Polarization charges in a dielectric I am reading currently feynman's notes on dielectric material under the influence of electric field. And there is a part that is not very clear to me.
Here's the link to the lecture:
https://www.feynmanlectures.caltech.edu/II_10.html#:~:text=Not%20if%C2%A0,away%20from%20it%3B
Now the Polarisation $\vec P$ as a scalar represents the nr. of polarized atoms/particles per unit volumes, in other words the nr. of dipoles per unit volume. Obviously if $\vec P$ is homogeneous then the density of electric dipoles per unit volume is the same everywhere, which means we have a zero net charge inside the dielectric. Now the problem I have has to do when $\vec P$ is not homogeneous but varies within the dielectric. In this case we have charge density and the reason why is, as the text explains:

Not if P is uniform. If the positive and negative charges being
displaced relative to each other have the same average density, the
fact that they are displaced does not produce any net charge inside
the volume. On the other hand, if P were larger at one place and
smaller at another, that would mean that more charge would be moved
into some region than away from it.

Why would $\vec P$ not bein uniform or constant  lead to a charge density within the dielectric?
If $\vec P$ is not constant that means that in one place you would have more polarized atoms/ particles then in some other regions, why would that lead to a charge density, which I assume is different then Polarisation charges, and if yes how?
What it is meant with more charge will be moved in some region?? If you confine yourself in a region the positive and negative charges move, and they should be equal in value. Nothing actually moves, rather particles get polarized, there's no movement of charge.
 A: The charge due to polarization is a real charge difference caused by real movement of charge. When a molecule has a dipole moment, it means that the probability of finding an electron is higher on one end of the molecule vs the other, which is a real difference in charge density. For example, water has a natural dipole moment because oxygen is more electronegative compared to hydrogen, meaning that the oxygen atom attracts the shared electrons more than the hydrogen atoms. Consequently, the charge density near the oxygen atom is more negative compared to the hydrogen atoms. The net overall charge of the molecule is zero, but there is physically a charge difference as a function of space.
Let's take a collection of identical polar molecules and arrange them into a uniform lattice where the dipole moments are all aligned. The slight positive charge that exists on one end of the polar molecule get cancelled out by the negative charge that exists on the other end of an adjacent polar molecule, so the net volume charge density is approximately zero. Note that there is nonzero charge density on the outer surface because there is no adjacent polar molecule to cancel the charge. Thus, we will have a surface with positive charge density on one end and a surface with negative charge density on the other end. Notice that from a macroscopic standpoint, this is completely equivalent to placing a set of positive charges on one surface and placing an equal amount of negative charges on another surface, and there is a net movement of charge from one surface to the other, even though no electrons actually traversed the entire length of the material.
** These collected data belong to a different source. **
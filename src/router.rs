//! Boundary layer between platform events and the desk service.
//!
//! The router decodes each inbound event into a typed call, runs it, and
//! carries out the returned effects against the chat port. It holds no
//! trade logic: guard rejections coming back from the service are relayed
//! to the acting user as plain-language messages, and upstream failures are
//! logged and reported without internal detail (administrators get the
//! full error).

use super::action::{ActionDescriptor, ActionKind};
use super::error::DeskError;
use super::platform::{Actor, ChatPort, Event, Inbound, Outbound};
use super::service::{DeskService, Effect};
use super::ticket::{DealMode, Role, Ticket};
use super::transcript;
use std::collections::HashMap;

pub struct Router<C: ChatPort> {
    service: DeskService,
    chat: C,
}

impl<C: ChatPort> Router<C> {
    pub fn new(service: DeskService, chat: C) -> Self {
        Self { service, chat }
    }

    pub fn service(&self) -> &DeskService {
        &self.service
    }

    pub fn chat(&self) -> &C {
        &self.chat
    }

    pub fn chat_mut(&mut self) -> &mut C {
        &mut self.chat
    }

    /// Handle one inbound event to completion.
    pub fn handle(&mut self, inbound: Inbound) -> anyhow::Result<()> {
        let Inbound {
            actor,
            channel,
            event,
        } = inbound;
        match self.route(&actor, &channel, event) {
            Ok(effects) => self.run_effects(&channel, effects),
            Err(DeskError::Upstream(err)) => {
                log::error!("upstream failure while handling an event in {channel}: {err:#}");
                let text = if actor.is_admin {
                    format!("The action failed upstream: {err:#}")
                } else {
                    "The action could not be completed. Please try again.".to_string()
                };
                self.chat.send_message(&channel, Outbound::text(text))
            }
            // guard and validation rejections name the failed precondition
            Err(err) => self.chat.send_message(&channel, Outbound::text(err.to_string())),
        }
    }

    fn route(
        &mut self,
        actor: &Actor,
        channel: &str,
        event: Event,
    ) -> Result<Vec<Effect>, DeskError> {
        match event {
            Event::Command { name, args } => self.route_command(actor, channel, &name, &args),
            Event::Button { token } => {
                let descriptor = ActionDescriptor::decode(&token)?;
                self.route_button(actor, channel, descriptor)
            }
            Event::Form { token, fields } => {
                let descriptor = ActionDescriptor::decode(&token)?;
                self.route_form(actor, descriptor, fields)
            }
        }
    }

    fn route_command(
        &mut self,
        actor: &Actor,
        channel: &str,
        name: &str,
        args: &[String],
    ) -> Result<Vec<Effect>, DeskError> {
        let ticket_id = Ticket::id_for_channel(channel);
        match name {
            "panel" => {
                if !actor.is_admin {
                    return Err(DeskError::Unauthorized(
                        "only administrators may post the panel".into(),
                    ));
                }
                Ok(vec![Effect::Post {
                    channel: channel.to_string(),
                    message: Outbound::text(
                        "Open a Middleman Ticket\nClick Open Ticket to start a deal. Choose INR or Crypto inside the ticket.",
                    )
                    .with_button(ActionDescriptor::open_ticket().encode(), "Open Ticket"),
                }])
            }
            "adduser" => {
                let user = args.first().ok_or_else(|| {
                    DeskError::Validation("usage: .adduser <user id>".into())
                })?;
                // resolve the id before any state changes hands
                self.chat.fetch_user_tag(user).map_err(|_| {
                    DeskError::Validation(format!("no platform user found for {user}"))
                })?;
                self.service.register_counterparty(&ticket_id, user)
            }
            "claim" => self.service.claim(actor, &ticket_id),
            "unclaim" => self.service.unclaim(actor, &ticket_id),
            "tos" => self.service.post_fee_notice(actor, &ticket_id),
            "paydone" => self.service.mark_payment_received(actor, &ticket_id),
            "dealdone" => self.service.request_confirmation(actor, &ticket_id),
            "mmdone" => self.service.finalize(actor, &ticket_id),
            "close" => self.service.force_close(actor, &ticket_id),
            "role" => {
                if !self.service.is_middleman(actor) {
                    return Err(DeskError::Unauthorized(
                        "only middlemen or administrators may assign roles".into(),
                    ));
                }
                let (buyer, seller, role) = match args {
                    [buyer, seller, role] => (buyer, seller, role),
                    _ => {
                        return Err(DeskError::Validation(
                            "usage: .role <buyer id> <seller id> <role id>".into(),
                        ));
                    }
                };
                Ok(vec![
                    Effect::GrantRole {
                        user: buyer.clone(),
                        role: role.clone(),
                    },
                    Effect::GrantRole {
                        user: seller.clone(),
                        role: role.clone(),
                    },
                    Effect::Reply {
                        text: format!("Assigned role {role} to {buyer} and {seller}."),
                    },
                ])
            }
            "setrole" => {
                let role = args.first().ok_or_else(|| {
                    DeskError::Validation("usage: .setrole <role id>".into())
                })?;
                self.service.set_middleman_role(actor, role)
            }
            "setfee" => {
                let (fixed, pct) = match args {
                    [fixed, pct] => (parse_number(fixed)?, parse_number(pct)?),
                    _ => {
                        return Err(DeskError::Validation(
                            "usage: .setfee <fixed inr> <percent>".into(),
                        ));
                    }
                };
                self.service.set_fee_parameters(actor, fixed, pct)
            }
            "help" => Ok(vec![Effect::Post {
                channel: channel.to_string(),
                message: Outbound::text(HELP_TEXT),
            }]),
            // not ours; other tooling may share the prefix
            _ => Ok(Vec::new()),
        }
    }

    fn route_button(
        &mut self,
        actor: &Actor,
        channel: &str,
        descriptor: ActionDescriptor,
    ) -> Result<Vec<Effect>, DeskError> {
        if descriptor.kind == ActionKind::OpenTicket {
            return self.open_ticket(actor);
        }
        // decode() guarantees a ticket reference for every other kind
        let ticket_id = descriptor.ticket_id.as_deref().unwrap_or(channel);
        match descriptor.kind {
            ActionKind::DealInr => self.service.select_deal_mode(ticket_id, DealMode::Inr),
            ActionKind::DealCrypto => self.service.select_deal_mode(ticket_id, DealMode::Crypto),
            ActionKind::RoleBuyer => self.service.choose_role(actor, ticket_id, Role::Buyer),
            ActionKind::RoleSeller => self.service.choose_role(actor, ticket_id, Role::Seller),
            ActionKind::TosOpen => Ok(vec![Effect::Reply {
                text: "Fill in the Terms of Sale form.".into(),
            }]),
            ActionKind::BuyerAccept => self.service.buyer_decision(actor, ticket_id, true),
            ActionKind::BuyerDeny => self.service.buyer_decision(actor, ticket_id, false),
            ActionKind::SellerConfirm => self.service.seller_decision(actor, ticket_id, true),
            ActionKind::SellerCancel => self.service.seller_decision(actor, ticket_id, false),
            ActionKind::OpenTicket | ActionKind::TosForm | ActionKind::AmountForm => {
                Err(DeskError::Validation(
                    "that action is not a button".into(),
                ))
            }
        }
    }

    fn route_form(
        &mut self,
        actor: &Actor,
        descriptor: ActionDescriptor,
        fields: HashMap<String, String>,
    ) -> Result<Vec<Effect>, DeskError> {
        let ticket_id = descriptor.ticket_id.clone().unwrap_or_default();
        match descriptor.kind {
            ActionKind::TosForm => {
                let terms = fields.get("tos").map(String::as_str).unwrap_or_default();
                self.service.submit_terms(actor, &ticket_id, terms)
            }
            ActionKind::AmountForm => {
                let raw = fields.get("amount").map(String::as_str).unwrap_or_default();
                let amount = parse_number(raw)?;
                let coin = fields.get("coin").map(String::as_str).filter(|c| !c.is_empty());
                self.service.set_amount(actor, &ticket_id, amount, coin)
            }
            _ => Err(DeskError::Validation("that action is not a form".into())),
        }
    }

    /// The open-ticket flow allocates the private conversation before the
    /// record exists, so the duplicate guard runs both before and after.
    fn open_ticket(&mut self, actor: &Actor) -> Result<Vec<Effect>, DeskError> {
        self.service.ensure_can_open(&actor.id)?;
        let name = channel_name_for(&actor.id);
        let role = self.service.config().middleman_role.clone();
        let category = self.service.config().ticket_category.clone();
        let channel = self.chat.create_private_channel(
            &name,
            &actor.id,
            role.as_deref(),
            category.as_deref(),
        )?;
        self.service.open_ticket(actor, &channel)
    }

    fn run_effects(&mut self, origin: &str, effects: Vec<Effect>) -> anyhow::Result<()> {
        for effect in effects {
            match effect {
                Effect::Post { channel, message } => {
                    self.chat.send_message(&channel, message)?;
                }
                Effect::Reply { text } => {
                    self.chat.send_message(origin, Outbound::text(text))?;
                }
                // closure must complete even when presentation calls fail
                Effect::Visibility {
                    channel,
                    user,
                    visible,
                } => {
                    if let Err(err) = self.chat.set_visibility(&channel, &user, visible) {
                        log::warn!("could not update visibility of {channel} for {user}: {err:#}");
                    }
                }
                Effect::Rename { channel, name } => {
                    if let Err(err) = self.chat.rename_channel(&channel, &name) {
                        log::warn!("could not rename {channel}: {err:#}");
                    }
                }
                Effect::GrantRole { user, role } => {
                    if let Err(err) = self.chat.grant_role(&user, &role) {
                        log::warn!("could not grant {role} to {user}: {err:#}");
                    }
                }
                Effect::CloseOut {
                    channel,
                    ticket_id,
                    recipients,
                } => {
                    // archival is best-effort and must precede the purge
                    transcript::deliver(&mut self.chat, &channel, &recipients);
                    if let Err(err) = self.service.purge_closed(&ticket_id) {
                        log::error!("could not purge closed ticket {ticket_id}: {err}");
                    }
                }
            }
        }
        Ok(())
    }
}

fn channel_name_for(user_id: &str) -> String {
    let slug: String = user_id
        .chars()
        .map(|c| if c.is_ascii_alphanumeric() { c.to_ascii_lowercase() } else { '-' })
        .collect();
    format!("ticket-{slug}")
}

// tolerates currency decorations but never rewrites the digits: an input
// with a sign or any other stray character is rejected, not repaired
fn parse_number(raw: &str) -> Result<f64, DeskError> {
    let cleaned: String = raw
        .trim()
        .chars()
        .filter(|c| !matches!(c, ',' | '₹' | '$'))
        .collect();
    if cleaned.is_empty() || !cleaned.chars().all(|c| c.is_ascii_digit() || c == '.') {
        return Err(DeskError::Validation(
            "the amount must be a positive number".into(),
        ));
    }
    cleaned
        .parse::<f64>()
        .ok()
        .filter(|v| v.is_finite() && *v > 0.0)
        .ok_or_else(|| DeskError::Validation("the amount must be a positive number".into()))
}

const HELP_TEXT: &str = "Middleman Desk Commands (prefix `.`)\n\
.panel (admin) - post the open-ticket panel\n\
.adduser <id> - register the other party\n\
.claim - claim this ticket (middleman)\n\
.unclaim - release the ticket\n\
.tos - post the fee and payment notice\n\
.paydone - mark payment to the middleman done\n\
.role <buyer> <seller> <role> - assign a platform role\n\
.dealdone - ask the seller to confirm\n\
.mmdone - after paying the seller, close and send transcripts\n\
.close - force close (admin or claimed middleman)\n\
.setrole <role id> (admin) - set the middleman role\n\
.setfee <fixed> <percent> (admin) - update fee parameters";

#[cfg(test)]
mod tests {
    use super::*;

    #[test]
    fn numbers_are_parsed_with_decorations_stripped() {
        assert_eq!(parse_number("₹4,000").unwrap(), 4000.0);
        assert_eq!(parse_number("12.5").unwrap(), 12.5);
        assert_eq!(parse_number(" $500 ").unwrap(), 500.0);
        assert!(parse_number("abc").is_err());
        assert!(parse_number("0").is_err());
        assert!(parse_number("").is_err());
    }

    #[test]
    fn signed_amounts_are_rejected_rather_than_repaired() {
        assert!(parse_number("-3").is_err());
        assert!(parse_number("-4,000").is_err());
        assert!(parse_number("+12").is_err());
    }

    #[test]
    fn channel_names_are_slugged() {
        assert_eq!(channel_name_for("user1ABC"), "ticket-user1abc");
        assert_eq!(channel_name_for("user 1!"), "ticket-user-1-");
    }
}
Now let's say that instead of aligning all the dipole moments in the same direction, we arrange the polar molecules in a series of concentric circles and point the dipole moments away from the center of the circle. In other words, we have a non-uniform polarization (specifically, non-zero divergence). At the center of the circle, the charge density is negative because the more negative part of the molecules are pointing towards the center and there's no positive charge to cancel it out. On the surface of the circle, we will only see a net positive charge density. Overall, it is equivalent to moving some positive charge from the center to the outside. From a macroscopic electromagnetic standpoint, there was a net movement of negative charge from the edge to the center.